A cornerstone of the scientific establishment during the early 1800s was the Royal Society. Sir Joseph Banks was president for more than forty years and he had used his position and the power it gave him to ensure that only people like him were acknowledged as scientists and only their inventions had merit. This really constrained progress: Charles Babbage, for example, designed the first computer in the 1840s. If a more enthusiastic Royal Society had championed his cause and ensured he had the funding to build his ‘Analytical Engine’, the world might have seen the benefits of computers seventy years earlier.

A significant part of the book covers the politics of the Victorian scientific world: the jockeying for positions of power within the Royal Society; the formation of various other societies; the rivalry between inventors working in the same field. I’m afraid that this part is not terribly exciting and my attention did wander. Whether any or all of the Geological Society, the Astronomical Society and the Society for Animal Chemistry succeeded or failed is not information that I retained beyond reading Chapter One – sorry!

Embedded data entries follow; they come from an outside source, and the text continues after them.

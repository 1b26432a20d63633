//! The leader's replication pipeline.
//!
//! One append cycle walks the remote members and sends each one that is
//! due (entries pending, or heartbeat interval elapsed) an Append request
//! carrying a bounded batch of entries from its `next_index`, the
//! leader's commit index, and the global (fully-replicated) index. A
//! member whose `next_index` has fallen below the log's first index is
//! sent the latest complete snapshot in chunks instead.
//!
//! Commit advancement: after each successful response the quorum index is
//! recomputed as the median match index of the active members (leader
//! included). The commit index only advances onto entries from the
//! leader's current term.

use tracing::{debug, trace};

use cohort_common::{LogIndex, MemberId, Term, Timestamp};
use cohort_protocol::member::MemberType;
use cohort_protocol::raft::{
    AppendRequest, AppendResponse, InstallRequest, InstallResponse, Outbound, RaftMessage,
};
use cohort_protocol::Status;
use cohort_storage::{Log, SnapshotStore};

use crate::cluster::{ClusterState, InstallProgress};
use crate::config::ServerConfig;
use crate::executor::STATE_MACHINE_ID;

/// Maximum entries per Append request.
pub const MAX_BATCH_ENTRIES: usize = 100;

/// Snapshot transfer chunk size.
pub const INSTALL_CHUNK_SIZE: usize = 32 * 1024;

/// Consecutive failures after which a member may be marked unavailable.
pub const MAX_APPEND_FAILURES: u32 = 3;

/// The leader's per-follower replication driver.
#[derive(Debug)]
pub struct LeaderAppender {
    leader: MemberId,
    heartbeat_interval: u64,
    election_timeout: u64,
    global_suspend_timeout: u64,
}
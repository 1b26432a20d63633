//! Storage configuration.

use std::path::{Path, PathBuf};

use cohort_common::LogIndex;

/// Default maximum number of entries per segment.
pub const DEFAULT_MAX_ENTRIES_PER_SEGMENT: u32 = 1024 * 1024;

/// Default maximum segment size in bytes (32 MiB).
pub const DEFAULT_MAX_SEGMENT_SIZE: u32 = 32 * 1024 * 1024;

/// The largest entry count a segment's offset index can address.
pub const MAX_SEGMENT_ENTRIES: u32 = i32::MAX as u32;

/// Where log and snapshot data live.
#[derive(Debug, Clone, Copy, PartialEq, Eq)]
pub enum StorageLevel {
    /// Heap buffers only; nothing survives a restart. For tests and
    /// caches-of-record elsewhere.
    Memory,
    /// Files under the configured directory, flushed according to
    /// `flush_on_commit`.
    Disk,
}

/// Configuration for a server's storage directory.
#[derive(Debug, Clone)]
pub struct StorageConfig {
    /// The storage name, used as the prefix of every file.
    pub name: String,
    /// The directory files are created under.
    pub directory: PathBuf,
    /// The storage level.
    pub level: StorageLevel,
    /// Maximum number of entries per segment.
    pub max_entries_per_segment: u32,
    /// Maximum segment data size in bytes.
    pub max_segment_size: u32,
    /// Whether to fsync segment data when the commit index advances.
    pub flush_on_commit: bool,
}

impl StorageConfig {
    /// Creates a disk-backed configuration with defaults.
    pub fn new(name: impl Into<String>, directory: impl AsRef<Path>) -> Self {
        Self {
            name: name.into(),
            directory: directory.as_ref().to_path_buf(),
            level: StorageLevel::Disk,
            max_entries_per_segment: DEFAULT_MAX_ENTRIES_PER_SEGMENT,
            max_segment_size: DEFAULT_MAX_SEGMENT_SIZE,
            flush_on_commit: true,
        }
    }

    /// Creates an in-memory configuration with defaults.
    pub fn memory(name: impl Into<String>) -> Self {
        Self {
            name: name.into(),
            directory: PathBuf::new(),
            level: StorageLevel::Memory,
            max_entries_per_segment: DEFAULT_MAX_ENTRIES_PER_SEGMENT,
            max_segment_size: DEFAULT_MAX_SEGMENT_SIZE,
            flush_on_commit: false,
        }
    }

    /// Sets the storage level.
    pub fn with_level(mut self, level: StorageLevel) -> Self {
        self.level = level;
        self
    }

    /// Sets the maximum entries per segment, capped at the offset index's
    /// addressable maximum.
    pub fn with_max_entries_per_segment(mut self, max_entries: u32) -> Self {
        self.max_entries_per_segment = max_entries.min(MAX_SEGMENT_ENTRIES);
        self
    }

    /// Sets the maximum segment size in bytes.
    pub fn with_max_segment_size(mut self, max_size: u32) -> Self {
        self.max_segment_size = max_size;
        self
    }

    /// Sets whether segment data is fsynced on commit.
    pub fn with_flush_on_commit(mut self, flush: bool) -> Self {
        self.flush_on_commit = flush;
        self
    }

    /// Returns the path of a segment data file.
    pub fn segment_path(&self, id: u64, version: u64) -> PathBuf {
        self.directory
            .join(format!("{}-{}-{}.log", self.name, id, version))
    }

    /// Returns the path of a segment offset index file.
    pub fn index_path(&self, id: u64, version: u64) -> PathBuf {
        self.directory
            .join(format!("{}-{}-{}.index", self.name, id, version))
    }

    /// Returns the path of a snapshot file.
    pub fn snapshot_path(&self, id: u64, index: LogIndex) -> PathBuf {
        self.directory
            .join(format!("{}-{}-{}.snapshot", self.name, id, index))
    }

    /// Returns the path of the persistent metadata file.
    pub fn meta_path(&self) -> PathBuf {
        self.directory.join(format!("{}.meta", self.name))
    }
}

#[cfg(test)]
mod tests {
    use super::*;

    #[test]
    fn test_file_naming() {
        let config = StorageConfig::new("cohort", "/tmp/data");
        assert_eq!(
            config.segment_path(3, 2),
            PathBuf::from("/tmp/data/cohort-3-2.log")
        );
        assert_eq!(
            config.index_path(3, 2),
            PathBuf::from("/tmp/data/cohort-3-2.index")
        );
        assert_eq!(
            config.snapshot_path(1, 9000),
            PathBuf::from("/tmp/data/cohort-1-9000.snapshot")
        );
        assert_eq!(config.meta_path(), PathBuf::from("/tmp/data/cohort.meta"));
    }

    #[test]
    fn test_entry_cap() {
        let config =
            StorageConfig::memory("cohort").with_max_entries_per_segment(u32::MAX);
        assert_eq!(config.max_entries_per_segment, MAX_SEGMENT_ENTRIES);
    }
}
//! # cohort-server
//!
//! The server side of the Cohort consensus library: the role state
//! machine (Inactive, Reserve, Passive, Follower, Candidate, Leader),
//! the leader's replication pipeline, the client session layer, and the
//! state-machine executor that applies committed entries identically on
//! every replica.
//!
//! Applications implement [`StateMachine`] and hand it to a [`Server`],
//! which either bootstraps a new cluster or joins an existing one:
//!
//! ```ignore
//! let member = Member::new(1, MemberType::Active, server_addr, client_addr);
//! let server = Server::bootstrap(
//!     member,
//!     Vec::new(),
//!     ServerConfig::default(),
//!     StorageConfig::new("cohort", "/var/lib/cohort"),
//!     MyMachine::new(),
//! )
//! .await?;
//! server.run().await?;
//! ```

#![warn(missing_docs)]
#![warn(clippy::all)]

/// The leader's replication driver
pub mod appender;
/// Cluster membership state
pub mod cluster;
/// Server timing configuration
pub mod config;
/// The server core and role state machine
pub mod context;
/// The state-machine executor
pub mod executor;
/// The client request plane
mod request;
/// Role-specific message handlers
mod role;
/// The server event loop
pub mod server;
/// Client sessions
pub mod session;
/// The replicated state machine interface
pub mod state_machine;
/// Server-to-server transport
pub mod transport;

pub use config::ServerConfig;
pub use context::{ClientEffect, Role, ServerContext};
pub use executor::{StateMachineExecutor, SNAPSHOT_INTERVAL_MS, STATE_MACHINE_ID};
pub use server::Server;
pub use session::{Session, SessionManager, SessionRegistry};
pub use state_machine::{Commit, OperationKind, OperationRouter, StateMachine};
pub use transport::{MemoryNetwork, MemoryTransport, TcpTransport, Transport};
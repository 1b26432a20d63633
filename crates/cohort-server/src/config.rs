//! Server configuration.

use std::time::Duration;

/// Default election timeout.
pub const DEFAULT_ELECTION_TIMEOUT: Duration = Duration::from_millis(750);

/// Default heartbeat interval.
pub const DEFAULT_HEARTBEAT_INTERVAL: Duration = Duration::from_millis(250);

/// Default session timeout.
pub const DEFAULT_SESSION_TIMEOUT: Duration = Duration::from_millis(5000);

/// Default global suspend timeout, after which a partitioned follower's
/// log is truncated to the leader's on heal.
pub const DEFAULT_GLOBAL_SUSPEND_TIMEOUT: Duration = Duration::from_secs(60 * 60);

/// Timing configuration for a Cohort server.
#[derive(Debug, Clone)]
pub struct ServerConfig {
    /// Lower bound on leader-absence detection. The actual timeout is
    /// randomized between one and two times this value.
    pub election_timeout: Duration,
    /// Cadence of leader appends to idle followers. Must be shorter than
    /// the election timeout.
    pub heartbeat_interval: Duration,
    /// Idle interval after which a session is expired at apply time. Must
    /// be longer than the election timeout.
    pub session_timeout: Duration,
    /// Partition duration after which a healing follower's log is
    /// truncated to the leader's.
    pub global_suspend_timeout: Duration,
}

impl Default for ServerConfig {
    fn default() -> Self {
        Self {
            election_timeout: DEFAULT_ELECTION_TIMEOUT,
            heartbeat_interval: DEFAULT_HEARTBEAT_INTERVAL,
            session_timeout: DEFAULT_SESSION_TIMEOUT,
            global_suspend_timeout: DEFAULT_GLOBAL_SUSPEND_TIMEOUT,
        }
    }
}

impl ServerConfig {
    /// Sets the election timeout.
    pub fn with_election_timeout(mut self, timeout: Duration) -> Self {
        self.election_timeout = timeout;
        self
    }

    /// Sets the heartbeat interval.
    pub fn with_heartbeat_interval(mut self, interval: Duration) -> Self {
        self.heartbeat_interval = interval;
        self
    }

    /// Sets the session timeout.
    pub fn with_session_timeout(mut self, timeout: Duration) -> Self {
        self.session_timeout = timeout;
        self
    }

    /// Validates the ordering constraints between the timing knobs.
    pub fn validate(&self) -> Result<(), String> {
        if self.heartbeat_interval >= self.election_timeout {
            return Err(format!(
                "heartbeat interval {:?} must be shorter than election timeout {:?}",
                self.heartbeat_interval, self.election_timeout
            ));
        }
        if self.session_timeout <= self.election_timeout {
            return Err(format!(
                "session timeout {:?} must be longer than election timeout {:?}",
                self.session_timeout, self.election_timeout
            ));
        }
        Ok(())
    }

    /// Returns the election timeout in milliseconds.
    pub fn election_timeout_ms(&self) -> u64 {
        self.election_timeout.as_millis() as u64
    }

    /// Returns the heartbeat interval in milliseconds.
    pub fn heartbeat_interval_ms(&self) -> u64 {
        self.heartbeat_interval.as_millis() as u64
    }

    /// Returns the session timeout in milliseconds.
    pub fn session_timeout_ms(&self) -> u64 {
        self.session_timeout.as_millis() as u64
    }

    /// Returns the global suspend timeout in milliseconds.
    pub fn global_suspend_timeout_ms(&self) -> u64 {
        self.global_suspend_timeout.as_millis() as u64
    }
}
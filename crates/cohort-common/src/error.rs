//! Protocol error taxonomy.
//!
//! Every client-visible failure is one of the [`ErrorKind`] variants below.
//! The kinds have stable single-byte wire codes so responses can carry them
//! across versions, and each kind tells the client whether a retry can
//! succeed.

use serde::{Deserialize, Serialize};
use thiserror::Error;

/// Result type alias for operations that fail with a [`CohortError`].
pub type Result<T> = std::result::Result<T, CohortError>;

/// The closed set of protocol error kinds.
#[derive(Debug, Clone, Copy, PartialEq, Eq, Hash, Serialize, Deserialize)]
#[repr(u8)]
pub enum ErrorKind {
    /// No leader is known to the receiving server. Retryable.
    NoLeader = 1,
    /// The receiving member's role cannot serve the request.
    IllegalMemberState = 2,
    /// The session is unknown, expired, or closed.
    UnknownSession = 3,
    /// No state machine is registered for the request.
    UnknownStateMachine = 4,
    /// A command arrived out of sequence; the response carries the last
    /// sequence the server has seen so the client can retransmit.
    CommandError = 5,
    /// A query could not be served at the requested consistency level.
    QueryError = 6,
    /// A membership change was rejected.
    ConfigurationError = 7,
    /// The user state machine failed while applying an operation.
    ApplicationError = 8,
    /// An unexpected internal failure (I/O, corruption).
    InternalError = 9,
}

impl ErrorKind {
    /// Returns the stable wire code for this kind.
    pub const fn code(self) -> u8 {
        self as u8
    }

    /// Looks up a kind by its wire code.
    pub const fn from_code(code: u8) -> Option<Self> {
        match code {
            1 => Some(ErrorKind::NoLeader),
            2 => Some(ErrorKind::IllegalMemberState),
            3 => Some(ErrorKind::UnknownSession),
            4 => Some(ErrorKind::UnknownStateMachine),
            5 => Some(ErrorKind::CommandError),
            6 => Some(ErrorKind::QueryError),
            7 => Some(ErrorKind::ConfigurationError),
            8 => Some(ErrorKind::ApplicationError),
            9 => Some(ErrorKind::InternalError),
            _ => None,
        }
    }

    /// Returns true if the operation may succeed when retried, possibly
    /// against a different member.
    pub const fn retryable(self) -> bool {
        matches!(self, ErrorKind::NoLeader | ErrorKind::CommandError)
    }
}

impl std::fmt::Display for ErrorKind {
    fn fmt(&self, f: &mut std::fmt::Formatter<'_>) -> std::fmt::Result {
        let name = match self {
            ErrorKind::NoLeader => "no leader",
            ErrorKind::IllegalMemberState => "illegal member state",
            ErrorKind::UnknownSession => "unknown session",
            ErrorKind::UnknownStateMachine => "unknown state machine",
            ErrorKind::CommandError => "command sequence error",
            ErrorKind::QueryError => "query error",
            ErrorKind::ConfigurationError => "configuration error",
            ErrorKind::ApplicationError => "application error",
            ErrorKind::InternalError => "internal error",
        };
        f.write_str(name)
    }
}

/// An error raised by a Cohort server or client.
#[derive(Debug, Error)]
pub enum CohortError {
    /// A typed protocol error.
    #[error("{kind}: {message}")]
    Protocol {
        /// The protocol error kind.
        kind: ErrorKind,
        /// Human-readable detail.
        message: String,
    },

    /// An I/O error from storage or the network.
    #[error("io error: {0}")]
    Io(#[from] std::io::Error),
}

impl CohortError {
    /// Creates a protocol error of the given kind.
    pub fn new(kind: ErrorKind, message: impl Into<String>) -> Self {
        CohortError::Protocol {
            kind,
            message: message.into(),
        }
    }

    /// Returns the protocol kind of this error, mapping I/O failures to
    /// [`ErrorKind::InternalError`].
    pub fn kind(&self) -> ErrorKind {
        match self {
            CohortError::Protocol { kind, .. } => *kind,
            CohortError::Io(_) => ErrorKind::InternalError,
        }
    }
}

#[cfg(test)]
mod tests {
    use super::*;

    #[test]
    fn test_code_round_trip() {
        for code in 1..=9u8 {
            let kind = ErrorKind::from_code(code).unwrap();
            assert_eq!(kind.code(), code);
        }
        assert!(ErrorKind::from_code(0).is_none());
        assert!(ErrorKind::from_code(10).is_none());
    }

    #[test]
    fn test_retryable() {
        assert!(ErrorKind::NoLeader.retryable());
        assert!(ErrorKind::CommandError.retryable());
        assert!(!ErrorKind::UnknownSession.retryable());
        assert!(!ErrorKind::ApplicationError.retryable());
    }

    #[test]
    fn test_error_kind_mapping() {
        let err = CohortError::new(ErrorKind::NoLeader, "cluster has no leader");
        assert_eq!(err.kind(), ErrorKind::NoLeader);

        let io = CohortError::Io(std::io::Error::new(std::io::ErrorKind::Other, "disk"));
        assert_eq!(io.kind(), ErrorKind::InternalError);
    }
}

However, the book is good in many other respects, especially at showing us how scientists needed to be commercial and to have practical skills. Henry Wilde improved magneto-electric machines in the 1860s – yawn. Henry Wilde showed how his improved machine could melt an iron bar – wow! Another great scientist, Nikola Tesla, didn’t fulfil his full promise because he “refused to learn the most important lesson of Victorian invention – that invention could never be a one-man show.” I can recommend this book to anyone who wants to study science beyond GCSE-level, as it emphasises the need to keep one foot in the real world and to think about what that science means to the layperson and how to explain it to them.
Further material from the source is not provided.